Native to Spain, the Mission fig (also known as Black Mission or Franciscana) is a popular variety of the edible fig (Ficus carica). It was first introduced to the continental U.S. in 1768 by Franciscan missionaries in San Diego; it was planted in Mexico around 1520 and then north along the Californian coastline as Catholic missions were constructed along the historic Missions Trail in the late 18th century. Present in the gardens of Mission San Diego, mission figs had been as far north as Fresno in the San Joaquin Valley by the late 19th century. Gustav Eisen writes, "The early padres and missionaries in the Pacific Coast States cultivated no other variety of fig." It became the main commercial variety planted throughout California, though later surpassed by the Sari Lop fig (Calimyrna) as the most popular variety.

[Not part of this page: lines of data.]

//! Configuration management for the landmark collector

use crate::constants::{
    DEFAULT_COUNTDOWN_SECONDS, DEFAULT_FRAME_DELAY_MS, DEFAULT_PAUSE_POLL_MS, DEFAULT_SEQUENCE_START_DELAY_MS,
};
use crate::{Error, Result};
use log::warn;
use serde::{Deserialize, Deserializer, Serialize};
use std::path::{Path, PathBuf};
use std::time::Duration;

/// Collector configuration
///
/// The top-level keys mirror the `config.json` the collector has always read,
/// so existing configuration files load unchanged.
#[derive(Debug, Clone, Serialize, Deserialize)]
#[serde(default)]
pub struct Config {
    /// Root folder of the recorded dataset
    pub data_path: PathBuf,

    /// Ordered list of action labels
    pub actions: Vec<String>,

    /// Number of sequences recorded per session
    pub no_sequences: usize,

    /// Number of frames in each sequence
    pub sequence_length: usize,

    /// Index of the first sequence folder
    pub start_folder: usize,

    /// Webcam index passed to the capture backend
    pub camera_index: i32,

    /// Record from a video file instead of the webcam
    pub video_file: Option<PathBuf>,

    /// Minimum score for a landmark group to be detected
    pub min_detection_confidence: f32,

    /// Minimum score for a landmark group to keep being tracked
    pub min_tracking_confidence: f32,

    /// Keypoint file format
    pub file_format: FileFormat,

    /// Also write the raw camera frames as `.jpg`
    pub save_images: bool,

    /// WAV file played on each countdown tick
    pub cue_sound: Option<PathBuf>,

    /// Landmark model paths
    pub models: ModelConfig,

    /// Collection loop timings
    pub timing: TimingConfig,
}

/// Keypoint file format
#[derive(Debug, Clone, Copy, PartialEq, Eq, Default, Serialize)]
#[serde(rename_all = "lowercase")]
pub enum FileFormat {
    /// `NumPy` `.npy` array
    #[default]
    Npy,
    /// Python pickle (`.pkl`) holding a flat list of floats
    Pickle,
}

impl FileFormat {
    /// Parse a format name; anything other than `pickle` selects `.npy`
    #[must_use]
    pub fn from_name(name: &str) -> Self {
        if name.trim().eq_ignore_ascii_case("pickle") {
            return Self::Pickle;
        }
        if !name.trim().eq_ignore_ascii_case("npy") {
            warn!("Unknown file_format '{name}', writing .npy files");
        }
        Self::Npy
    }

    /// File extension written for this format
    #[must_use]
    pub fn extension(self) -> &'static str {
        match self {
            Self::Npy => "npy",
            Self::Pickle => "pkl",
        }
    }
}

impl<'de> Deserialize<'de> for FileFormat {
    fn deserialize<D: Deserializer<'de>>(deserializer: D) -> std::result::Result<Self, D::Error> {
        let name = String::deserialize(deserializer)?;
        Ok(Self::from_name(&name))
    }
}

/// ONNX landmark model paths
#[derive(Debug, Clone, Serialize, Deserialize)]
#[serde(default)]
pub struct ModelConfig {
    /// Full-body pose landmark model (33 landmarks)
    pub pose_landmark: PathBuf,

    /// Face mesh landmark model (468 landmarks)
    pub face_landmark: PathBuf,

    /// Hand landmark model (21 landmarks)
    pub hand_landmark: PathBuf,
}

/// Collection loop timings
#[derive(Debug, Clone, Serialize, Deserialize)]
#[serde(default)]
pub struct TimingConfig {
    /// Seconds counted down before the first frame
    pub countdown_seconds: u32,

    /// Hold after the first frame of each sequence
    pub sequence_start_delay_ms: u64,

    /// Delay between consecutive frames
    pub frame_delay_ms: u64,

    /// Poll interval while paused
    pub pause_poll_ms: u64,
}

impl Default for Config {
    fn default() -> Self {
        Self {
            data_path: PathBuf::from("MP_Data"),
            actions: Vec::new(),
            no_sequences: 30,
            sequence_length: 30,
            start_folder: 0,
            camera_index: 0,
            video_file: None,
            min_detection_confidence: 0.5,
            min_tracking_confidence: 0.5,
            file_format: FileFormat::Npy,
            save_images: false,
            cue_sound: Some(PathBuf::from("note.wav")),
            models: ModelConfig::default(),
            timing: TimingConfig::default(),
        }
    }
}

impl Default for ModelConfig {
    fn default() -> Self {
        Self {
            pose_landmark: PathBuf::from("assets/pose_landmark.onnx"),
            face_landmark: PathBuf::from("assets/face_landmark.onnx"),
            hand_landmark: PathBuf::from("assets/hand_landmark.onnx"),
        }
    }
}

impl Default for TimingConfig {
    fn default() -> Self {
        Self {
            countdown_seconds: DEFAULT_COUNTDOWN_SECONDS,
            sequence_start_delay_ms: DEFAULT_SEQUENCE_START_DELAY_MS,
            frame_delay_ms: DEFAULT_FRAME_DELAY_MS,
            pause_poll_ms: DEFAULT_PAUSE_POLL_MS,
        }
    }
}

impl TimingConfig {
    /// Timings with every delay disabled, for scripted runs
    #[must_use]
    pub fn immediate() -> Self {
        Self {
            countdown_seconds: 0,
            sequence_start_delay_ms: 0,
            frame_delay_ms: 0,
            pause_poll_ms: 5,
        }
    }

    /// Hold after the first frame of a sequence
    #[must_use]
    pub fn sequence_start_delay(&self) -> Duration {
        Duration::from_millis(self.sequence_start_delay_ms)
    }

    /// Delay between frames
    #[must_use]
    pub fn frame_delay(&self) -> Duration {
        Duration::from_millis(self.frame_delay_ms)
    }

    /// Poll interval while paused
    #[must_use]
    pub fn pause_poll(&self) -> Duration {
        Duration::from_millis(self.pause_poll_ms.max(1))
    }
}

/// Serialization format, picked from the file extension
#[derive(Debug, Clone, Copy, PartialEq, Eq)]
enum ConfigFormat {
    Json,
    Yaml,
}

impl ConfigFormat {
    fn from_path(path: &Path) -> Result<Self> {
        match path.extension().and_then(|e| e.to_str()).map(str::to_ascii_lowercase).as_deref() {
            Some("json") => Ok(Self::Json),
            Some("yaml" | "yml") => Ok(Self::Yaml),
            _ => Err(Error::ConfigError(format!(
                "Unsupported config file extension: {}",
                path.display()
            ))),
        }
    }
}

impl Config {
    /// Load configuration from a JSON or YAML file
    pub fn from_file<P: AsRef<Path>>(path: P) -> Result<Self> {
        let path = path.as_ref();
        let content = std::fs::read_to_string(path)?;

        match ConfigFormat::from_path(path)? {
            ConfigFormat::Json => Self::from_json(&content),
            ConfigFormat::Yaml => Self::from_yaml(&content),
        }
    }

    /// Parse configuration from a JSON string
    pub fn from_json(content: &str) -> Result<Self> {
        serde_json::from_str(content).map_err(|e| Error::ConfigError(format!("Failed to parse config: {e}")))
    }

    /// Parse configuration from a YAML string
    pub fn from_yaml(content: &str) -> Result<Self> {
        serde_yaml::from_str(content).map_err(|e| Error::ConfigError(format!("Failed to parse config: {e}")))
    }

    /// Save configuration to a JSON or YAML file
    pub fn to_file<P: AsRef<Path>>(&self, path: P) -> Result<()> {
        let path = path.as_ref();
        let content = match ConfigFormat::from_path(path)? {
            ConfigFormat::Json => serde_json::to_string_pretty(self)?,
            ConfigFormat::Yaml => serde_yaml::to_string(self)?,
        };

        std::fs::write(path, content)?;

        Ok(())
    }

    /// Sequence indices covered by one session
    #[must_use]
    pub fn sequence_range(&self) -> std::ops::Range<usize> {
        self.start_folder..self.start_folder.saturating_add(self.no_sequences)
    }

    /// Number of frames one full session records
    #[must_use]
    pub fn frames_per_session(&self) -> usize {
        self.no_sequences.saturating_mul(self.sequence_length)
    }

    /// Validate configuration
    pub fn validate(&self) -> Result<()> {
        if !(0.0..=1.0).contains(&self.min_detection_confidence) {
            return Err(Error::ConfigError(
                "min_detection_confidence must be between 0.0 and 1.0".to_string(),
            ));
        }
        if !(0.0..=1.0).contains(&self.min_tracking_confidence) {
            return Err(Error::ConfigError(
                "min_tracking_confidence must be between 0.0 and 1.0".to_string(),
            ));
        }

        if self.no_sequences == 0 {
            return Err(Error::ConfigError("no_sequences must be greater than 0".to_string()));
        }
        if self.sequence_length == 0 {
            return Err(Error::ConfigError("sequence_length must be greater than 0".to_string()));
        }
        if self.start_folder.checked_add(self.no_sequences).is_none() {
            return Err(Error::ConfigError(
                "start_folder + no_sequences exceeds the largest sequence index".to_string(),
            ));
        }
        if self.no_sequences.checked_mul(self.sequence_length).is_none() {
            return Err(Error::ConfigError(
                "no_sequences * sequence_length is too large".to_string(),
            ));
        }

        if self.actions.is_empty() {
            return Err(Error::ConfigError("At least one action must be configured".to_string()));
        }
        for action in &self.actions {
            validate_action_label(action)?;
        }

        Ok(())
    }
}

/// Check that an action label can be used as a folder name
pub fn validate_action_label(action: &str) -> Result<()> {
    if action.trim().is_empty() {
        return Err(Error::ConfigError("Action labels must not be empty".to_string()));
    }
    if action.contains(['/', '\\']) || action == "." || action == ".." {
        return Err(Error::ConfigError(format!(
            "Action label is not a valid folder name: {action}"
        )));
    }
    Ok(())
}

/// Example configuration file content
pub const EXAMPLE_CONFIG: &str = r#"{
  "data_path": "MP_Data",
  "actions": ["hello", "thanks", "iloveyou"],
  "no_sequences": 30,
  "sequence_length": 30,
  "start_folder": 0,
  "camera_index": 0,
  "min_detection_confidence": 0.5,
  "min_tracking_confidence": 0.5,
  "file_format": "npy",
  "save_images": false,
  "cue_sound": "note.wav",
  "models": {
    "pose_landmark": "assets/pose_landmark.onnx",
    "face_landmark": "assets/face_landmark.onnx",
    "hand_landmark": "assets/hand_landmark.onnx"
  },
  "timing": {
    "countdown_seconds": 3,
    "sequence_start_delay_ms": 500,
    "frame_delay_ms": 10,
    "pause_poll_ms": 100
  }
}
"#;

A high-quality variety, the Mission fig produces both a breba and a main crop and is considered everbearing when in the right climate. The breba crop is large; the main crop is medium-sized and dark-skinned with a strawberry-colored interior. Its skin often cracks when ripe. Mission figs are harvested in two crops, the first in spring and the second in late summer through early winter. Dried figs are available year-round.

Though sensitive to frost, long-lived and quite large (3 – 6 meters tall) is the deciduous tree. However, the fig mosaic virus, which can affect the color and shape of leaves but usually not fruit production, almost always infects it. Regardless, the Mission is still considered one of the highest-quality figs that can be grown in USDA zones 9 and up in the United States.